---
name: feishu-voice
description: Send and receive voice messages on Feishu (Lark) using ElevenLabs TTS and STT. Activate when user asks to send a voice message on Feishu, or when receiving a Feishu audio message (media attachment with .ogg/.opus file) that needs transcription. Supports smart reply mode — auto voice-reply to voice messages, text-reply to text messages.
---

# Feishu Voice (TTS + STT)

Send voice messages and transcribe received voice messages on Feishu using ElevenLabs.

## Prerequisites

- `sag` CLI (ElevenLabs TTS): `npm i -g sag` or `go install`
- `ffmpeg` / `ffprobe`: `brew install ffmpeg`
- ElevenLabs paid plan (required for library voices)
- Feishu app with `im:message:send_as_bot` and `im:file` permissions

## Environment Variables

| Variable | Required | Description |
|---|---|---|
| `ELEVENLABS_API_KEY` | ✅ | ElevenLabs API key |
| `FEISHU_APP_ID` | ✅ (TTS) | Feishu app ID |
| `FEISHU_APP_SECRET` | ✅ (TTS) | Feishu app secret |
| `ELEVENLABS_VOICE_ID` | ✅ (TTS) | Voice ID (browse at elevenlabs.io/voice-library) |
| `ELEVENLABS_MODEL_ID` | ✅ (TTS) | Model ID (e.g. `eleven_multilingual_v2`, `eleven_v3`) |
| `ELEVENLABS_SPEED` | ❌ | Speech speed 0.5-2.0 (default: 1.0) |

If `FEISHU_APP_ID` / `FEISHU_APP_SECRET` are not in env, extract from openclaw config:

```bash
export FEISHU_APP_ID=$(python3 -c "import json; print(json.load(open('$HOME/.openclaw/openclaw.json'))['channels']['feishu']['appId'])")
export FEISHU_APP_SECRET=$(python3 -c "import json; print(json.load(open('$HOME/.openclaw/openclaw.json'))['channels']['feishu']['appSecret'])")
```

## Voice Selection

See `config/voice-config.example.json` for a curated voice list. Browse all voices at https://elevenlabs.io/voice-library or run `sag voices`.

Recommended models:
- `eleven_multilingual_v2` — best for Chinese and multilingual content
- `eleven_v3` — latest English-optimized model

## Sending Voice Messages (TTS)

```bash
scripts/feishu-voice-send.sh <text> <receive_id> [receive_id_type] [speed]
```

- `receive_id`: target user `open_id` or `chat_id`
- `receive_id_type`: `open_id` (default) or `chat_id`
- `speed`: speech speed multiplier, 0.5-2.0 (default: 1.0)

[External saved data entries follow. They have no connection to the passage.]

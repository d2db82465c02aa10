//! Aligns text-sentiment segments with the facial expression active at the
//! same moment and decides whether the two agree.

use crate::emotion::{EmotionLabel, EmotionSegment, FacialEmotion, Sentiment};
use crate::util::{Interval, TimecodeError};
use serde::{Deserialize, Serialize};

const LOG_TARGET: &str = "correlation";

/// Interval as delivered by the facial provider, timecodes still unparsed.
#[derive(Clone, Debug, Serialize, Deserialize, PartialEq)]
pub struct RawInterval {
    pub start: String,
    pub end: String,
    pub confidence: f32,
}

impl RawInterval {
    pub fn new(start: impl Into<String>, end: impl Into<String>, confidence: f32) -> Self {
        Self {
            start: start.into(),
            end: end.into(),
            confidence,
        }
    }
}

/// One facial emotion type and every span in which it was observed.
#[derive(Clone, Debug, Serialize, Deserialize, PartialEq)]
pub struct RawFacialInstance {
    pub emotion: FacialEmotion,
    pub intervals: Vec<RawInterval>,
}

#[derive(Clone, Copy, Debug, PartialEq)]
pub struct FacialMatch {
    pub emotion: FacialEmotion,
    pub confidence: f32,
    pub interval: Interval,
}

#[derive(Clone, Copy, Debug, Default, Serialize, Deserialize, PartialEq, Eq)]
pub struct CorrelationSummary {
    pub matched: usize,
    pub unmatched: usize,
    pub parse_failures: usize,
}

/// First interval, scanning instances then their intervals in input order,
/// whose inclusive span contains `timestamp`.
///
/// A malformed timecode met before a match aborts the lookup.
pub fn find_active(
    timestamp: f64,
    instances: &[RawFacialInstance],
) -> Result<Option<FacialMatch>, TimecodeError> {
    for instance in instances {
        for raw in &instance.intervals {
            let interval = Interval::parse(&raw.start, &raw.end)?;
            if interval.contains(timestamp) {
                return Ok(Some(FacialMatch {
                    emotion: instance.emotion,
                    confidence: raw.confidence.clamp(0.0, 1.0),
                    interval,
                }));
            }
        }
    }
    Ok(None)
}

/// Fixed compatibility table between word sentiment and facial expression.
pub fn congruent(label: EmotionLabel, facial: FacialEmotion) -> bool {
    match label {
        EmotionLabel::Text(sentiment) => sentiment_matches_face(sentiment, facial),
        EmotionLabel::Facial(_) => false,
    }
}

fn sentiment_matches_face(sentiment: Sentiment, facial: FacialEmotion) -> bool {
    use FacialEmotion as F;
    use Sentiment as S;

    match (sentiment, facial) {
        (S::Positive, F::Happiness) => true,
        (S::Negative, F::Anger | F::Sadness | F::Fear) => true,
        (S::Neutral, F::Neutral) => true,
        (
            S::Positive | S::Negative | S::Neutral | S::Mixed,
            F::Happiness
            | F::Fear
            | F::Anger
            | F::Sadness
            | F::Surprise
            | F::Contempt
            | F::Disgust
            | F::Neutral,
        ) => false,
    }
}

/// Correlates every text segment in place. Segments without facial coverage
/// (or whose lookup hit a malformed timecode) stay uncorrelated.
pub fn correlate(
    segments: &mut [EmotionSegment],
    instances: &[RawFacialInstance],
) -> CorrelationSummary {
    let mut summary = CorrelationSummary::default();

    for segment in segments.iter_mut().filter(|s| s.is_text()) {
        match find_active(segment.timestamp(), instances) {
            Ok(Some(found)) => {
                let fits = congruent(segment.emotion(), found.emotion);
                segment.attach_facial(found.emotion, found.confidence, fits);
                summary.matched += 1;
            }
            Ok(None) => summary.unmatched += 1,
            Err(e) => {
                tracing::warn!(
                    target: LOG_TARGET,
                    timestamp = segment.timestamp(),
                    error = %e,
                    "skipping facial lookup for segment"
                );
                summary.parse_failures += 1;
            }
        }
    }

    tracing::debug!(
        target: LOG_TARGET,
        matched = summary.matched,
        unmatched = summary.unmatched,
        parse_failures = summary.parse_failures,
        "correlation finished"
    );
    summary
}

#[cfg(test)]
mod tests {
    use super::*;
    use crate::emotion::{SegmentSource, SpeakingContext};

    fn text_segment(t: f64, sentiment: Sentiment) -> EmotionSegment {
        EmotionSegment::builder(t, SegmentSource::Text)
            .sentiment(sentiment)
            .intensity(0.5)
            .context(SpeakingContext::Presenting)
            .build()
            .unwrap()
    }

    fn instance(emotion: FacialEmotion, spans: &[(&str, &str, f32)]) -> RawFacialInstance {
        RawFacialInstance {
            emotion,
            intervals: spans
                .iter()
                .map(|(s, e, c)| RawInterval::new(*s, *e, *c))
                .collect(),
        }
    }

    #[test]
    fn compatibility_table() {
        let t = |s| EmotionLabel::Text(s);
        assert!(congruent(t(Sentiment::Positive), FacialEmotion::Happiness));
        assert!(!congruent(t(Sentiment::Positive), FacialEmotion::Fear));
        assert!(congruent(t(Sentiment::Negative), FacialEmotion::Anger));
        assert!(congruent(t(Sentiment::Negative), FacialEmotion::Sadness));
        assert!(congruent(t(Sentiment::Negative), FacialEmotion::Fear));
        assert!(congruent(t(Sentiment::Neutral), FacialEmotion::Neutral));
        assert!(!congruent(t(Sentiment::Neutral), FacialEmotion::Surprise));
        assert!(!congruent(t(Sentiment::Mixed), FacialEmotion::Happiness));
        assert!(!congruent(t(Sentiment::Negative), FacialEmotion::Disgust));
        assert!(!congruent(
            EmotionLabel::Facial(FacialEmotion::Happiness),
            FacialEmotion::Happiness
        ));
    }

    #[test]
    fn first_instance_in_input_order_wins_on_overlap() {
        let happy = instance(FacialEmotion::Happiness, &[("0:00:15", "0:00:45", 0.9)]);
        let fear = instance(FacialEmotion::Fear, &[("0:00:18", "0:00:22", 0.6)]);

        let found = find_active(20.0, &[fear.clone(), happy.clone()])
            .unwrap()
            .unwrap();
        assert_eq!(found.emotion, FacialEmotion::Fear);
        assert_eq!(found.confidence, 0.6);

        let found = find_active(20.0, &[happy, fear]).unwrap().unwrap();
        assert_eq!(found.emotion, FacialEmotion::Happiness);
        assert_eq!(found.interval, Interval::new(15.0, 45.0));
    }

    #[test]
    fn boundaries_match_and_gaps_do_not() {
        let happy = instance(
            FacialEmotion::Happiness,
            &[("0:00:00", "0:00:10", 0.9), ("0:00:55", "0:01:05", 0.88)],
        );
        let all = [happy];
        assert!(find_active(10.0, &all).unwrap().is_some());
        assert!(find_active(55.0, &all).unwrap().is_some());
        assert!(find_active(30.0, &all).unwrap().is_none());
    }

    #[test]
    fn malformed_timecode_leaves_segment_uncorrelated() {
        let broken = instance(FacialEmotion::Anger, &[("0:10", "0:00:40", 0.7)]);
        let happy = instance(FacialEmotion::Happiness, &[("0:00:00", "0:01:00", 0.9)]);
        let mut segments = vec![text_segment(20.0, Sentiment::Positive)];

        let summary = correlate(&mut segments, &[broken, happy]);

        assert_eq!(summary.parse_failures, 1);
        assert_eq!(summary.matched, 0);
        assert_eq!(segments[0].facial_emotion(), None);
        assert_eq!(segments[0].congruent(), None);
    }

    #[test]
    fn only_text_segments_are_correlated() {
        let happy = instance(FacialEmotion::Happiness, &[("0:00:00", "0:01:00", 0.9)]);
        let mut segments = vec![
            text_segment(5.0, Sentiment::Positive),
            EmotionSegment::builder(6.0, SegmentSource::Facial)
                .facial(FacialEmotion::Happiness)
                .build()
                .unwrap(),
            text_segment(90.0, Sentiment::Negative),
        ];

        let summary = correlate(&mut segments, &[happy]);

        assert_eq!(
            summary,
            CorrelationSummary {
                matched: 1,
                unmatched: 1,
                parse_failures: 0
            }
        );
        assert_eq!(segments[0].facial_emotion(), Some(FacialEmotion::Happiness));
        assert_eq!(segments[0].facial_confidence(), Some(0.9));
        assert_eq!(segments[0].congruent(), Some(true));
        assert_eq!(segments[1].facial_emotion(), None);
        assert_eq!(segments[2].congruent(), None);
    }
}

## Receiving Voice Messages (STT)

When OpenClaw delivers a Feishu voice message, it arrives as a media attachment (`.ogg` file). Transcribe with:

```bash
scripts/feishu-voice-stt.sh /path/to/audio.ogg
```

Returns recognized text to stdout. Uses ElevenLabs `scribe_v1` model with automatic language detection.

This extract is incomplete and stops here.